■ WORK TO BE COMPLETED
Retype the data that follows with no alterations, please.
Start of EXTRACTED MATERIAL
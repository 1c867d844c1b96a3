/// Installs a global `tracing` subscriber printing to stderr.
///
/// The filter is read from `RUST_LOG` and defaults to `info`. Calling this
/// when a subscriber is already installed is an error.
#[cfg(feature = "logging")]
pub fn init_logging() -> anyhow::Result<()> {
    use tracing_subscriber::layer::SubscriberExt;
    use tracing_subscriber::util::SubscriberInitExt;
    use tracing_subscriber::{EnvFilter, fmt};

    let filter = EnvFilter::try_from_default_env().unwrap_or_else(|_| EnvFilter::new("info"));

    tracing_subscriber::registry()
        .with(filter)
        .with(fmt::layer().with_target(false))
        .try_init()?;

    Ok(())
}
End of EXTRACTED MATERIAL
■ REPLY
repository 1c867d844c1b96a3
/// Installs a global `tracing` subscriber printing to stderr.
///
/// The filter is read from `RUST_LOG` and defaults to `info`. Calling this
/// when a subscriber is already installed is an error.
#[cfg(feature = "logging")]
pub fn init_logging() -> anyhow::Result<()> {
    use tracing_subscriber::layer::SubscriberExt;
    use tracing_subscriber::util::SubscriberInitExt;
    use tracing_subscriber::{EnvFilter, fmt};

    let filter = EnvFilter::try_from_default_env().unwrap_or_else(|_| EnvFilter::new("info"));

    tracing_subscriber::registry()
        .with(filter)
        .with(fmt::layer().with_target(false))
        .try_init()?;

    Ok(())
}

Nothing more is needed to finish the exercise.